I visited the store in Rue Cambon twice right opposite Tom Ford. I really liked the pop up store which will be there until November. It’s small and cute. You can probably imagine that it was quite crowded. My husband thought the situation to be totally surreal. Those girls in the store behaved as if from tomorrow there would be no more hats available in all Paris. The fact that I was the oldest in the store is fine by me (apart from the two gents who accompanied their young partners) but I somehow felt fat and totally unattractive. I was the only one not wearing heels but honestly if you walk around Paris all day long, only flats work for me. I read that Rosie Huntington (the well-known Victoria Secret model) was supposed to be in the store the same weekend so it’s probably no wonder I felt ugly.

 

Back to the hats: I really loved them and I noticed all hats looked great on everybody. They also looked good on me. The only problem was that when I was in the store every hat was available only once. The 2 hats that I took into consideration for their colour looked partly worn out which is due to the fact that they go through so many hands a day and are tried on by lots of girls. I just want to emphasise that they are not vintage but new hats with the cheapest ones available from 350 Euros. I was actually willing to spend that money if the hats would have been flawless. And because they weren’t I left the store both times empty-handed.

 

This is how great my planning worked.

 
Additionally I find it extremely interesting how a brand gets tons of attention. Maison Michel has been getting a lot of press recently, probably also because so many celebrities wear their hats. Of course it makes people wanting them too. I saw some girls on Rue Saint Honoré wearing the famous hat with the distinct ‘M’, one of them wearing a far too small one but I figure it was just about showing off. It just makes me wonder. Do you really have to spend that much money to own something that others can’t afford? I don’t know. For me lots of factors come into play and if one factor differs so much from what I expected, I don’t do it. I don’t have to do everything do I?

 
 
 

Tja, meistens kommt doch alles anders als man es tatsächlich erwartet.
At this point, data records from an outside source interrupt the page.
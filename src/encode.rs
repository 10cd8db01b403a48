//! The encode queue: one supervised encoder child at a time.
//!
//! Items are promoted to `queued` up front so the client reflects pending
//! work immediately, then processed FIFO. The child's stderr is consumed
//! byte by byte (ffmpeg rewrites its progress line with bare carriage
//! returns) and every parsed progress line is a suspension point.

use std::collections::VecDeque;
use std::io::Read;
use std::path::Path;

use log::{debug, error, info, warn};
use once_cell::sync::Lazy;
use regex::Regex;

use crate::dispatcher::{Stage, Worker};
use crate::error::StageError;
use crate::media::{Framerate, MediaDelta, MediaItem, MediaKind, MediaState};
use crate::messages::EngineEvent;
use crate::procrun::{self, LineAssembler};
use crate::profiles::{self, EncodingProfile};
use crate::sequence::Sequence;

static RE_DURATION: Lazy<Regex> =
    Lazy::new(|| Regex::new(r"Duration: (\d{2}):(\d{2}):(\d{2})\.(\d{2})").unwrap());
static RE_PROGRESS: Lazy<Regex> =
    Lazy::new(|| Regex::new(r"time=(\d{2}):(\d{2}):(\d{2})\.(\d{2})").unwrap());

/// Kept stderr lines per child, for post-mortem logging.
const STDERR_TAIL_LINES: usize = 20;

enum Outcome {
    Finished,
    Failed,
    Cancelled,
}

impl Worker {
    pub(crate) fn run_encode(&mut self, ids: Vec<String>, profile_key: String, framerate_key: String) {
        self.encode_cancel = false;

        let Some(profile) = profiles::profile(&profile_key) else {
            warn!("encode_items: unknown profile '{profile_key}'");
            self.events.emit(EngineEvent::EncodeComplete);
            return;
        };
        let rate_override = profiles::framerate(&framerate_key);
        if !framerate_key.is_empty() && rate_override.is_none() {
            warn!("encode_items: unknown framerate preset '{framerate_key}'; using item rates");
        }

        // An empty selection means everything currently ready.
        let ids = if ids.is_empty() {
            self.catalogue.ids_in_state(MediaState::Ready)
        } else {
            ids
        };

        let mut queue: VecDeque<String> = ids
            .into_iter()
            .filter(|id| match self.catalogue.lookup(id).map(|item| item.state) {
                Some(MediaState::Ready) => true,
                Some(state) => {
                    debug!("encode_items: skipping {id} in state {state:?}");
                    false
                }
                None => {
                    warn!("encode_items: unknown id {id}");
                    false
                }
            })
            .collect();

        info!("encode started: {} item(s), profile {profile_key}", queue.len());
        for id in &queue {
            self.catalogue
                .upsert(id, MediaDelta::state(MediaState::Queued));
        }

        let mut cancelled = false;
        while let Some(id) = queue.pop_front() {
            self.pump(Stage::Encode);
            if self.encode_cancel {
                self.refund(&id);
                cancelled = true;
                break;
            }
            match self.encode_one(&id, profile, rate_override) {
                Outcome::Finished | Outcome::Failed => {}
                Outcome::Cancelled => {
                    cancelled = true;
                    break;
                }
            }
        }

        if cancelled {
            // Drain what never started back to ready.
            for id in queue.drain(..) {
                self.refund(&id);
            }
            info!("encode cancelled");
            self.events.emit(EngineEvent::EncodeCancelled);
        } else {
            info!("encode complete");
            self.events.emit(EngineEvent::EncodeComplete);
        }
    }

    /// Return a queued or encoding item to `ready` with zeroed progress.
    fn refund(&mut self, id: &str) {
        match self.catalogue.lookup(id).map(|item| item.state) {
            Some(MediaState::Queued) | Some(MediaState::Encoding) => {
                self.catalogue.upsert(
                    id,
                    MediaDelta {
                        state: Some(MediaState::Ready),
                        progress: Some(0.0),
                        ..MediaDelta::default()
                    },
                );
            }
            _ => {}
        }
    }

    fn encode_one(
        &mut self,
        id: &str,
        profile: &EncodingProfile,
        rate_override: Option<Framerate>,
    ) -> Outcome {
        let Some(item) = self.catalogue.lookup(id).cloned() else {
            warn!("encode: item {id} vanished before its turn");
            return Outcome::Failed;
        };

        let outpath = derive_outpath(&item, &self.config.output_suffix);
        let args = match encode_args(&item, profile, rate_override, &outpath) {
            Ok(args) => args,
            Err(err) => {
                error!("encode: cannot build arguments for {id}: {err:#}");
                self.mark_failed(id);
                return Outcome::Failed;
            }
        };

        info!(
            "encode: {id} {}",
            procrun::format_command_line(&self.tools.ffmpeg, &args)
        );
        self.catalogue
            .upsert(id, MediaDelta::state(MediaState::Encoding));

        let mut child = match procrun::spawn_supervised(&self.tools.ffmpeg, &args) {
            Ok(child) => child,
            Err(err) => {
                error!("encode: {err:#}");
                self.mark_failed(id);
                return Outcome::Failed;
            }
        };

        let mut tail: VecDeque<String> = VecDeque::with_capacity(STDERR_TAIL_LINES);
        let supervised = match child.stderr.take() {
            Some(stderr) => self.watch_child(id, stderr, &mut tail),
            None => {
                error!("encode: child for {id} has no stderr to supervise");
                false
            }
        };

        if !supervised || self.encode_cancel {
            // Cancelled mid-stream (or unsupervisable): kill and refund.
            let _ = child.kill();
            let _ = child.wait();
            if self.encode_cancel {
                self.refund(id);
                return Outcome::Cancelled;
            }
            self.mark_failed(id);
            return Outcome::Failed;
        }

        let status = match child.wait() {
            Ok(status) => status,
            Err(err) => {
                error!("encode: failed to reap child for {id}: {err}");
                self.mark_failed(id);
                return Outcome::Failed;
            }
        };

        // A cancel may have landed between the last progress line and exit.
        self.pump(Stage::Encode);
        if self.encode_cancel {
            self.refund(id);
            return Outcome::Cancelled;
        }

        if status.success() {
            self.catalogue.upsert(
                id,
                MediaDelta {
                    progress: Some(1.0),
                    state: Some(MediaState::Done),
                    outpath: Some(outpath),
                    ..MediaDelta::default()
                },
            );
            Outcome::Finished
        } else {
            let failure = StageError::Encode {
                status,
                stderr_tail: tail.back().cloned().unwrap_or_default(),
            };
            error!("encode: {id}: {failure}");
            self.mark_failed(id);
            Outcome::Failed
        }
    }

    /// Byte loop over the child's stderr. Returns false when cancellation
    /// interrupted supervision (the caller kills the child).
    fn watch_child(
        &mut self,
        id: &str,
        mut stderr: impl Read,
        tail: &mut VecDeque<String>,
    ) -> bool {
        let mut assembler = LineAssembler::new();
        let mut parser = ProgressParser::new();
        let mut byte = [0u8; 1];

        loop {
            match stderr.read(&mut byte) {
                Ok(0) => break,
                Ok(_) => {
                    let Some(line) = assembler.push(byte[0]) else {
                        continue;
                    };
                    push_tail(tail, line.clone());
                    if let Some(fraction) = parser.feed(&line) {
                        self.catalogue.upsert(id, MediaDelta::progress(fraction));
                        self.pump(Stage::Encode);
                        if self.encode_cancel {
                            return false;
                        }
                    }
                }
                Err(err) if err.kind() == std::io::ErrorKind::Interrupted => continue,
                Err(err) => {
                    debug!("encode: stderr read ended for {id}: {err}");
                    break;
                }
            }
        }
        if let Some(line) = assembler.flush() {
            push_tail(tail, line);
        }
        true
    }

    fn mark_failed(&mut self, id: &str) {
        self.catalogue.upsert(
            id,
            MediaDelta {
                state: Some(MediaState::Error),
                progress: Some(0.0),
                ..MediaDelta::default()
            },
        );
    }
}

fn push_tail(tail: &mut VecDeque<String>, line: String) {
    if tail.len() == STDERR_TAIL_LINES {
        tail.pop_front();
    }
    tail.push_back(line);
}

/// Full encoder argv for one item.
fn encode_args(
    item: &MediaItem,
    profile: &EncodingProfile,
    rate_override: Option<Framerate>,
    outpath: &str,
) -> anyhow::Result<Vec<String>> {
    let mut args = procrun::input_args(item, rate_override)?;
    args.extend(profile.codec_args());
    if item.kind == MediaKind::Video {
        if let Some(rate) = rate_override {
            args.push("-r".to_string());
            args.push(rate.ratio());
        }
    }
    args.push("-an".to_string());
    args.push("-y".to_string());
    args.push(outpath.to_string());
    Ok(args)
}

/// Default output path: source base name with the configured suffix. For
/// sequences the placeholder collapses to its zero form first, so siblings
/// with the same head land on the same derived name (last write wins, as
/// the original tool behaves).
pub(crate) fn derive_outpath(item: &MediaItem, suffix: &str) -> String {
    let base = match item.kind {
        MediaKind::Video => item.path.clone(),
        MediaKind::Sequence => match Sequence::parse(&item.path) {
            Ok(seq) => seq.zero_path(),
            Err(_) => item.path.clone(),
        },
    };
    format!("{}{}", strip_extension(&base), suffix)
}

fn strip_extension(path: &str) -> String {
    let p = Path::new(path);
    match (p.parent(), p.file_stem()) {
        (Some(parent), Some(stem)) if p.extension().is_some() => parent
            .join(stem)
            .to_string_lossy()
            .into_owned(),
        _ => path.to_string(),
    }
}

/// Stateful parser over encoder stderr lines.
///
/// `Duration:` header lines set the total; `time=` lines advance progress.
/// Published fractions are monotone and coalesced on whole percent so a
/// chatty child does not flood the event stream; with an unknown or zero
/// total no fraction is ever computed.
struct ProgressParser {
    total_secs: f64,
    best_fraction: f64,
    last_percent: i64,
}

impl ProgressParser {
    fn new() -> Self {
        ProgressParser {
            total_secs: 0.0,
            best_fraction: 0.0,
            last_percent: -1,
        }
    }

    fn feed(&mut self, line: &str) -> Option<f64> {
        if let Some(caps) = RE_DURATION.captures(line) {
            self.total_secs = timestamp_seconds(&caps);
            return None;
        }

        let caps = RE_PROGRESS.captures(line)?;
        if self.total_secs <= 0.0 {
            return None;
        }
        let elapsed = timestamp_seconds(&caps);
        let fraction = (elapsed / self.total_secs).clamp(0.0, 1.0);
        if fraction < self.best_fraction {
            return None;
        }
        self.best_fraction = fraction;

        let percent = (fraction * 100.0).round() as i64;
        if percent == self.last_percent {
            return None;
        }
        self.last_percent = percent;
        Some(fraction)
    }
}

fn timestamp_seconds(caps: &regex::Captures) -> f64 {
    let part = |i: usize| caps[i].parse::<f64>().unwrap_or(0.0);
    part(1) * 3600.0 + part(2) * 60.0 + part(3) + part(4) * 0.01
}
Bevor wir nach Paris abgereist sind, war ich absolut sicher, mit einem Hut von Maison Michel zurückzukommen. Ist nicht passiert. Leider. Warum will ich Euch gern sagen.

 

Ich war zweimal in dem Geschäft in der Rue Cambon, gleich gegenüber von Tom Ford. Der Pop up Store, der noch bis November dort ist, hat mir gut gefallen. Er ist klein und knuffig. Ihr könnt Euch vorstellen, dass er ziemlich voll war. Mein Mann fand die ganze Szenerie surreal, wie er es nannte. Die jungen Frauen, die dort waren, verhielten sich als gäbe es morgen in ganz Paris keine Hüte mehr. Dass ich in dem Geschäft die Älteste war, damit kann ich gut leben (abgesehen von den zwei Herren, die mit ihrer jungen Begleitung dort waren, die waren älter als ich) aber irgendwie fühlte ich mich dort dick und total unattraktiv. Ich war die einzige, die keine High Heels trug aber ehrlich, wenn ich den ganzen Tag in Paris auf den Beinen bin, gehen bei mir wirklich nur flache Schuhe. Ich habe gehört, dass an dem gleichen Wochenende als ich dort war auch Rosie Huntington, das Victoria Secret Model, bei Maison Michel gesichtet wurde. Vielleicht also kein Wunder, dass ich mich hässlich fühlte.

 

Zurück zu den Hüten: Die fand ich total schön und mir ist aufgefallen, dass jeder in den Hüten wirklich gut aussah. Auch mir standen sie. Das Problem war nur, dass es alle Hüte nur einmal gab, zumindest als ich dort war. Die 2 Hüte, die farblich für mich in Frage gekommen wären, sahen teilweise schon recht abgegriffen aus und so viele Leute probieren sie täglich an. Betonen möchte ich, dass es sich nicht um Vintage Stücke handelt, sondern um neue Hüte. Die Günstigsten liegen bei 350 Euro. Ein Preis, den ich bereit gewesen bin zu zahlen, wenn das gute Stück einwandfrei gewesen wäre. Das war es leider nicht und so bin ich beide Male mit leeren Händen aus dem Laden gegangen.

 

So geht das, wenn man etwas plant.

 

Nebenbei finde ich es immer wieder interessant, wie Marken Aufmerksamkeit bekommen. Dadurch, dass viele Promis die Hüte tragen, ist Maison Michel sehr in den Medien vertreten. Das führt natürlich dazu, dass auch andere die Hüte möchten. Ich habe ein paar Mädchen in der Rue Saint Honoré gesehen, die einen Hut mit dem auffälligen ‘M’ trugen aber bei einer war er viel zu klein. Darüber mache ich mir dann Gedanken. Muss man einfach nur viel Geld ausgeben, um etwas zu besitzen, von dem man denkt, dass sich das andere nicht leisten können? Also ich weiß nicht recht. Für mich spielen da auch andere Faktoren eine Rolle und wenn ein Faktor von meinen Erwartungen erheblich abweicht, dann mache ich es eben nicht. Ich muss ja nicht alles mitmachen…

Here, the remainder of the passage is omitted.